- **TO DO**: Restate the whole listing word for word, missing no line.

# # # # # # #

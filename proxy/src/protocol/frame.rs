//! Length-prefixed Minecraft frame codec.
//!
//! A frame is `VarInt length ∥ length bytes of payload`. VarInts are 1-5
//! bytes, 7 bits of payload each, high bit is continuation. The reader
//! retains every byte it consumes so a sniffed prefix can be forwarded to
//! the backend byte-for-byte.

use bytes::{Bytes, BytesMut};
use thiserror::Error;
use tokio::io::{AsyncRead, AsyncReadExt};

/// Frames with a decoded length at or above this are rejected.
pub const MAX_FRAME_LEN: usize = 1 << 21;

#[derive(Debug, Error)]
pub enum FrameError {
    #[error("i/o error reading frame")]
    Io(#[source] std::io::Error),

    #[error("malformed VarInt")]
    MalformedVarInt,

    #[error("frame length {0} exceeds limit")]
    FrameTooLarge(usize),

    #[error("stream ended mid-frame")]
    Truncated,
}

impl From<std::io::Error> for FrameError {
    fn from(e: std::io::Error) -> Self {
        if e.kind() == std::io::ErrorKind::UnexpectedEof {
            FrameError::Truncated
        } else {
            FrameError::Io(e)
        }
    }
}

/// A raw frame: decoded length and the payload bytes.
#[derive(Debug, Clone)]
pub struct Frame {
    pub length: usize,
    pub payload: Bytes,
}

/// Reads frames from a byte stream while capturing everything consumed.
pub struct FrameReader<R> {
    stream: R,
    captured: BytesMut,
}

impl<R: AsyncRead + Unpin> FrameReader<R> {
    pub fn new(stream: R) -> Self {
        Self {
            stream,
            captured: BytesMut::with_capacity(512),
        }
    }

    /// Read one byte, capturing it.
    pub async fn read_u8(&mut self) -> Result<u8, FrameError> {
        let byte = self.stream.read_u8().await?;
        self.captured.extend_from_slice(&[byte]);
        Ok(byte)
    }

    /// Read a VarInt, capturing the bytes consumed.
    pub async fn read_varint(&mut self) -> Result<i32, FrameError> {
        let first = self.read_u8().await?;
        self.finish_varint(first).await
    }

    /// Continue a VarInt whose first byte was already read (and captured).
    async fn finish_varint(&mut self, first: u8) -> Result<i32, FrameError> {
        let mut value = (first & 0x7f) as i32;
        if first & 0x80 == 0 {
            return Ok(value);
        }
        let mut position = 7;
        for i in 1..5 {
            let byte = self.read_u8().await?;
            if i == 4 && (byte & 0xf0) != 0 {
                return Err(FrameError::MalformedVarInt);
            }
            value |= ((byte & 0x7f) as i32) << position;
            if byte & 0x80 == 0 {
                return Ok(value);
            }
            position += 7;
        }
        Err(FrameError::MalformedVarInt)
    }

    /// Read a whole frame: length VarInt, then a contiguous payload.
    pub async fn read_frame(&mut self) -> Result<Frame, FrameError> {
        let first = self.read_u8().await?;
        self.read_frame_continuing(first).await
    }

    /// Read a frame whose length VarInt's first byte was already consumed
    /// (the legacy-ping probe reads one byte before framing starts).
    pub async fn read_frame_continuing(&mut self, first: u8) -> Result<Frame, FrameError> {
        let length = self.finish_varint(first).await?;
        if length < 0 {
            return Err(FrameError::MalformedVarInt);
        }
        let length = length as usize;
        if length >= MAX_FRAME_LEN {
            return Err(FrameError::FrameTooLarge(length));
        }
        let mut payload = vec![0u8; length];
        self.stream.read_exact(&mut payload).await?;
        self.captured.extend_from_slice(&payload);
        Ok(Frame {
            length,
            payload: Bytes::from(payload),
        })
    }

    /// Every byte consumed so far, in order.
    pub fn captured(&self) -> &[u8] {
        &self.captured
    }

    /// Take ownership of the captured bytes.
    pub fn take_captured(&mut self) -> Bytes {
        self.captured.split().freeze()
    }
}

/// Encode a VarInt into the buffer.
pub fn write_varint(buf: &mut Vec<u8>, value: i32) {
    let mut val = value as u32;
    loop {
        let mut byte = (val & 0x7f) as u8;
        val >>= 7;
        if val != 0 {
            byte |= 0x80;
        }
        buf.push(byte);
        if val == 0 {
            break;
        }
    }
}

/// Encode a length-prefixed UTF-8 string into the buffer.
pub fn write_string(buf: &mut Vec<u8>, s: &str) {
    write_varint(buf, s.len() as i32);
    buf.extend_from_slice(s.as_bytes());
}

/// Decode a VarInt from a byte slice, returning `(value, bytes_consumed)`.
pub fn decode_varint(buf: &[u8]) -> Result<(i32, usize), FrameError> {
    let mut value: i32 = 0;
    let mut position = 0;
    for (i, &byte) in buf.iter().take(5).enumerate() {
        if i == 4 && (byte & 0xf0) != 0 {
            return Err(FrameError::MalformedVarInt);
        }
        value |= ((byte & 0x7f) as i32) << position;
        if byte & 0x80 == 0 {
            return Ok((value, i + 1));
        }
        position += 7;
    }
    if buf.len() >= 5 {
        Err(FrameError::MalformedVarInt)
    } else {
        Err(FrameError::Truncated)
    }
}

# # # # # # #

- **YOUR RESPONSE**:
filename proxy/src/protocol/frame.rs
//! Length-prefixed Minecraft frame codec.
//!
//! A frame is `VarInt length ∥ length bytes of payload`. VarInts are 1-5
//! bytes, 7 bits of payload each, high bit is continuation. The reader
//! retains every byte it consumes so a sniffed prefix can be forwarded to
//! the backend byte-for-byte.

use bytes::{Bytes, BytesMut};
use thiserror::Error;
use tokio::io::{AsyncRead, AsyncReadExt};

/// Frames with a decoded length at or above this are rejected.
pub const MAX_FRAME_LEN: usize = 1 << 21;

#[derive(Debug, Error)]
pub enum FrameError {
    #[error("i/o error reading frame")]
    Io(#[source] std::io::Error),

    #[error("malformed VarInt")]
    MalformedVarInt,

    #[error("frame length {0} exceeds limit")]
    FrameTooLarge(usize),

    #[error("stream ended mid-frame")]
    Truncated,
}

impl From<std::io::Error> for FrameError {
    fn from(e: std::io::Error) -> Self {
        if e.kind() == std::io::ErrorKind::UnexpectedEof {
            FrameError::Truncated
        } else {
            FrameError::Io(e)
        }
    }
}

/// A raw frame: decoded length and the payload bytes.
#[derive(Debug, Clone)]
pub struct Frame {
    pub length: usize,
    pub payload: Bytes,
}

/// Reads frames from a byte stream while capturing everything consumed.
pub struct FrameReader<R> {
    stream: R,
    captured: BytesMut,
}

impl<R: AsyncRead + Unpin> FrameReader<R> {
    pub fn new(stream: R) -> Self {
        Self {
            stream,
            captured: BytesMut::with_capacity(512),
        }
    }

    /// Read one byte, capturing it.
    pub async fn read_u8(&mut self) -> Result<u8, FrameError> {
        let byte = self.stream.read_u8().await?;
        self.captured.extend_from_slice(&[byte]);
        Ok(byte)
    }

    /// Read a VarInt, capturing the bytes consumed.
    pub async fn read_varint(&mut self) -> Result<i32, FrameError> {
        let first = self.read_u8().await?;
        self.finish_varint(first).await
    }

    /// Continue a VarInt whose first byte was already read (and captured).
    async fn finish_varint(&mut self, first: u8) -> Result<i32, FrameError> {
        let mut value = (first & 0x7f) as i32;
        if first & 0x80 == 0 {
            return Ok(value);
        }
        let mut position = 7;
        for i in 1..5 {
            let byte = self.read_u8().await?;
            if i == 4 && (byte & 0xf0) != 0 {
                return Err(FrameError::MalformedVarInt);
            }
            value |= ((byte & 0x7f) as i32) << position;
            if byte & 0x80 == 0 {
                return Ok(value);
            }
            position += 7;
        }
        Err(FrameError::MalformedVarInt)
    }

    /// Read a whole frame: length VarInt, then a contiguous payload.
    pub async fn read_frame(&mut self) -> Result<Frame, FrameError> {
        let first = self.read_u8().await?;
        self.read_frame_continuing(first).await
    }

    /// Read a frame whose length VarInt's first byte was already consumed
    /// (the legacy-ping probe reads one byte before framing starts).
    pub async fn read_frame_continuing(&mut self, first: u8) -> Result<Frame, FrameError> {
        let length = self.finish_varint(first).await?;
        if length < 0 {
            return Err(FrameError::MalformedVarInt);
        }
        let length = length as usize;
        if length >= MAX_FRAME_LEN {
            return Err(FrameError::FrameTooLarge(length));
        }
        let mut payload = vec![0u8; length];
        self.stream.read_exact(&mut payload).await?;
        self.captured.extend_from_slice(&payload);
        Ok(Frame {
            length,
            payload: Bytes::from(payload),
        })
    }

    /// Every byte consumed so far, in order.
    pub fn captured(&self) -> &[u8] {
        &self.captured
    }

    /// Take ownership of the captured bytes.
    pub fn take_captured(&mut self) -> Bytes {
        self.captured.split().freeze()
    }
}

/// Encode a VarInt into the buffer.
pub fn write_varint(buf: &mut Vec<u8>, value: i32) {
    let mut val = value as u32;
    loop {
        let mut byte = (val & 0x7f) as u8;
        val >>= 7;
        if val != 0 {
            byte |= 0x80;
        }
        buf.push(byte);
        if val == 0 {
            break;
        }
    }
}

/// Encode a length-prefixed UTF-8 string into the buffer.
pub fn write_string(buf: &mut Vec<u8>, s: &str) {
    write_varint(buf, s.len() as i32);
    buf.extend_from_slice(s.as_bytes());
}

/// Decode a VarInt from a byte slice, returning `(value, bytes_consumed)`.
pub fn decode_varint(buf: &[u8]) -> Result<(i32, usize), FrameError> {
    let mut value: i32 = 0;
    let mut position = 0;
    for (i, &byte) in buf.iter().take(5).enumerate() {
        if i == 4 && (byte & 0xf0) != 0 {
            return Err(FrameError::MalformedVarInt);
        }
        value |= ((byte & 0x7f) as i32) << position;
        if byte & 0x80 == 0 {
            return Ok((value, i + 1));
        }
        position += 7;
    }
    if buf.len() >= 5 {
        Err(FrameError::MalformedVarInt)
    } else {
        Err(FrameError::Truncated)
    }
}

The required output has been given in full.